As 3D printing is increasingly used in many areas, medical science is not left behind. From standard applications such as medical device and prosthesis printing to more advanced applications such as cartilage and bone printing, the success of 3D printing technologies in the medical field is growing rapidly.
One of the last breakthroughs is the world's first 3D vascularization process manufactured heart with the patient's own cells and biological material. So far, scientists could only print simple tissues without blood vessels. Tel Aviv University researchers used patients' adipose tissue to separate the cellular and acellular materials and programmed the cells into pluripotent stem cells. The extracellular matrix (ECM) was processed into a personalized hydrogel that served as the basis for the print.
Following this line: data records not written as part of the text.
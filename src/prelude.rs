//! Commonly used types and utilities for ease of import.

pub use crate::{
    AttackOutcome, ComputerPlayer, GameConfig, GameStatus, HumanPlayer, Match, MatchController,
    MatchError, Player, Side,
};
pub use crate::events::{EventSink, GameEvent, LogSink};
pub use crate::ranking::{Leaderboard, MemoryRanking, RankingRepository};

#[cfg(feature = "std")]
pub use crate::init_logging;
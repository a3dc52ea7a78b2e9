use alloc::string::{String, ToString};
use rand::rngs::SmallRng;
use rand::Rng;

use crate::{
    board::Board,
    common::{BoardError, Coord, ShipId},
    config::{GameConfig, PlacementStrategy, FIXED_SLOTS, PLACEMENT_ATTEMPTS},
    player::{deploy_randomly, Deployment, Player},
    ship::{Orientation, Ship, ShipType},
};

/// The human side. Its attacks come from the user interface, so it never
/// picks targets on its own.
#[derive(Debug, Clone)]
pub struct HumanPlayer<R = SmallRng> {
    name: String,
    board: Board,
    fleet: &'static [ShipType],
    placement: PlacementStrategy,
    attempts: usize,
    rng: R,
}

impl<R: Rng> HumanPlayer<R> {
    pub fn new(
        name: &str,
        fleet: &'static [ShipType],
        placement: PlacementStrategy,
        rng: R,
    ) -> Self {
        Self {
            name: name.to_string(),
            board: Board::new(),
            fleet,
            placement,
            attempts: PLACEMENT_ATTEMPTS,
            rng,
        }
    }

    pub fn from_config(config: &GameConfig, rng: R) -> Self {
        let mut player = Self::new(
            &config.player_name,
            config.fleet.ships(),
            config.human_placement,
            rng,
        );
        player.attempts = config.placement_attempts;
        player
    }

    /// Ships this player is expected to deploy.
    pub fn fleet(&self) -> &'static [ShipType] {
        self.fleet
    }

    /// Manually place one ship, as during a prepare step.
    pub fn place_ship(
        &mut self,
        ship_type: ShipType,
        row: usize,
        col: usize,
        orientation: Orientation,
    ) -> Result<ShipId, BoardError> {
        self.board
            .add_ship(Ship::from_type(ship_type), row, col, orientation)
    }

    /// Wipe the board and deploy the whole fleet at random.
    pub fn randomize(&mut self) -> Deployment {
        self.board.clear();
        deploy_randomly(&mut self.board, self.fleet, &mut self.rng, self.attempts)
    }

    fn deploy_fixed(&mut self) -> Deployment {
        let fleet = self.fleet;
        let mut deployment = Deployment::default();
        for (&def, &(row, col, orientation)) in fleet.iter().zip(FIXED_SLOTS.iter()) {
            match self.place_ship(def, row, col, orientation) {
                Ok(_) => deployment.placed += 1,
                Err(e) => deployment.unplaced.push((def, e)),
            }
        }
        deployment
    }
}

impl<R: Rng> Player for HumanPlayer<R> {
    fn name(&self) -> &str {
        &self.name
    }

    fn board(&self) -> &Board {
        &self.board
    }

    fn board_mut(&mut self) -> &mut Board {
        &mut self.board
    }

    fn place_ships(&mut self) -> Deployment {
        match self.placement {
            PlacementStrategy::Fixed => self.deploy_fixed(),
            PlacementStrategy::Random => {
                deploy_randomly(&mut self.board, self.fleet, &mut self.rng, self.attempts)
            }
        }
    }

    fn fleet_len(&self) -> usize {
        self.fleet.len()
    }

    fn make_attack(&mut self) -> Option<Coord> {
        None
    }
}

#[cfg(test)]
mod tests {
    use super::*;
    use crate::board::Cell;
    use crate::config::CLASSIC_FLEET;
    use rand::SeedableRng;

    fn human(placement: PlacementStrategy, seed: u64) -> HumanPlayer {
        HumanPlayer::new("You", &CLASSIC_FLEET, placement, SmallRng::seed_from_u64(seed))
    }

    #[test]
    fn fixed_placement_uses_even_rows() {
        let mut p = human(PlacementStrategy::Fixed, 0);
        let d = p.place_ships();
        assert!(d.is_complete());
        assert_eq!(d.placed, 5);
        for (ship, row) in p.board().ships().iter().zip([0, 2, 4, 6, 8]) {
            assert_eq!(ship.positions()[0], (row, 0));
            assert_eq!(ship.positions().last().unwrap().0, row);
        }
        assert_eq!(p.board().cell(1, 0), Some(Cell::Empty));
    }

    #[test]
    fn human_never_attacks_on_its_own() {
        let mut p = human(PlacementStrategy::Random, 1);
        p.place_ships();
        assert_eq!(p.make_attack(), None);
    }

    #[test]
    fn randomize_replaces_the_fleet() {
        let mut p = human(PlacementStrategy::Fixed, 2);
        p.place_ships();
        p.board_mut().receive_attack(0, 0).unwrap();
        let d = p.randomize();
        assert!(d.is_complete());
        assert_eq!(p.board().ships().len(), 5);
        assert!(p.board().attacks().is_empty());
    }

    #[test]
    fn manual_placement_reports_collisions() {
        let mut p = human(PlacementStrategy::Random, 3);
        p.place_ship(CLASSIC_FLEET[0], 3, 3, Orientation::Vertical)
            .unwrap();
        assert_eq!(
            p.place_ship(CLASSIC_FLEET[4], 4, 2, Orientation::Horizontal),
            Err(BoardError::Collision { row: 4, col: 3 })
        );
    }
}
This heart is made from human cells and patient-specific biological materials. In our process, these materials serve as bio-compounds, substances from sugars and proteins that can be used for the 3D printing of complex tissue models. At this stage, our 3D heart is small, as big as a rabbit heart, but larger human hearts require the same technology.
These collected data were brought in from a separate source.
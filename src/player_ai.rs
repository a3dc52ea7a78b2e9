use alloc::string::{String, ToString};
use rand::rngs::SmallRng;
use rand::Rng;

use crate::{
    ai::Targeting,
    board::Board,
    common::{AttackOutcome, Coord},
    config::{GameConfig, PLACEMENT_ATTEMPTS},
    player::{deploy_randomly, Deployment, Player},
    ship::ShipType,
};

/// Computer opponent: random fleet, hunt-then-search targeting.
#[derive(Debug, Clone)]
pub struct ComputerPlayer<R = SmallRng> {
    name: String,
    board: Board,
    fleet: &'static [ShipType],
    attempts: usize,
    targeting: Targeting,
    rng: R,
}

impl<R: Rng> ComputerPlayer<R> {
    pub fn new(name: &str, fleet: &'static [ShipType], rng: R) -> Self {
        Self {
            name: name.to_string(),
            board: Board::new(),
            fleet,
            attempts: PLACEMENT_ATTEMPTS,
            targeting: Targeting::new(),
            rng,
        }
    }

    pub fn from_config(config: &GameConfig, rng: R) -> Self {
        let mut player = Self::new(&config.computer_name, config.fleet.ships(), rng);
        player.attempts = config.placement_attempts;
        player
    }

    pub fn targeting(&self) -> &Targeting {
        &self.targeting
    }
}

impl<R: Rng> Player for ComputerPlayer<R> {
    fn name(&self) -> &str {
        &self.name
    }

    fn board(&self) -> &Board {
        &self.board
    }

    fn board_mut(&mut self) -> &mut Board {
        &mut self.board
    }

    fn place_ships(&mut self) -> Deployment {
        deploy_randomly(&mut self.board, self.fleet, &mut self.rng, self.attempts)
    }

    fn fleet_len(&self) -> usize {
        self.fleet.len()
    }

    fn make_attack(&mut self) -> Option<Coord> {
        self.targeting.next_target(&mut self.rng)
    }

    fn record_attack_result(&mut self, coord: Coord, outcome: AttackOutcome, ship_destroyed: bool) {
        self.targeting.record(coord, outcome, ship_destroyed);
    }
}

#[cfg(test)]
mod tests {
    use super::*;
    use crate::ai::TargetMode;
    use crate::config::HAWKINS_FLEET;
    use rand::SeedableRng;

    fn computer(seed: u64) -> ComputerPlayer {
        ComputerPlayer::new("Computer", &HAWKINS_FLEET, SmallRng::seed_from_u64(seed))
    }

    #[test]
    fn places_whole_fleet() {
        let mut cpu = computer(11);
        let d = cpu.place_ships();
        assert!(d.is_complete());
        let names: alloc::vec::Vec<_> = cpu.board().ships().iter().map(|s| s.name()).collect();
        assert_eq!(
            names,
            ["Demogorgon", "Hawkins Lab", "Scoops Ahoy", "Argyle's Van", "Christmas Lights"]
        );
    }

    #[test]
    fn search_mode_targets_neighbours() {
        let mut cpu = computer(12);
        cpu.record_attack_result((4, 4), AttackOutcome::Hit(0), false);
        assert_eq!(cpu.targeting().mode(), TargetMode::Search);
        let target = cpu.make_attack().unwrap();
        assert!([(3, 4), (5, 4), (4, 3), (4, 5)].contains(&target));
    }

    #[test]
    fn same_seed_same_choices() {
        let mut a = computer(42);
        let mut b = computer(42);
        a.place_ships();
        b.place_ships();
        assert_eq!(a.board(), b.board());
        for _ in 0..10 {
            let (ta, tb) = (a.make_attack(), b.make_attack());
            assert_eq!(ta, tb);
            let t = ta.unwrap();
            a.record_attack_result(t, AttackOutcome::Water, false);
            b.record_attack_result(t, AttackOutcome::Water, false);
        }
    }
}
After mixing with the hydrogel, the cells were efficiently differentiated into cardiac or endothelial cells to create patient-specific, immunocompatible blood vessel heart plasters and then whole heart that fully matches the immune system, cellular, biochemical and anatomical characteristics of the patient. The difficulty of printing fully-formed organs has long been addressed, and we have talked about it in the past.
The development of this technology can completely solve both the problem of organ compatibility and organ rejection.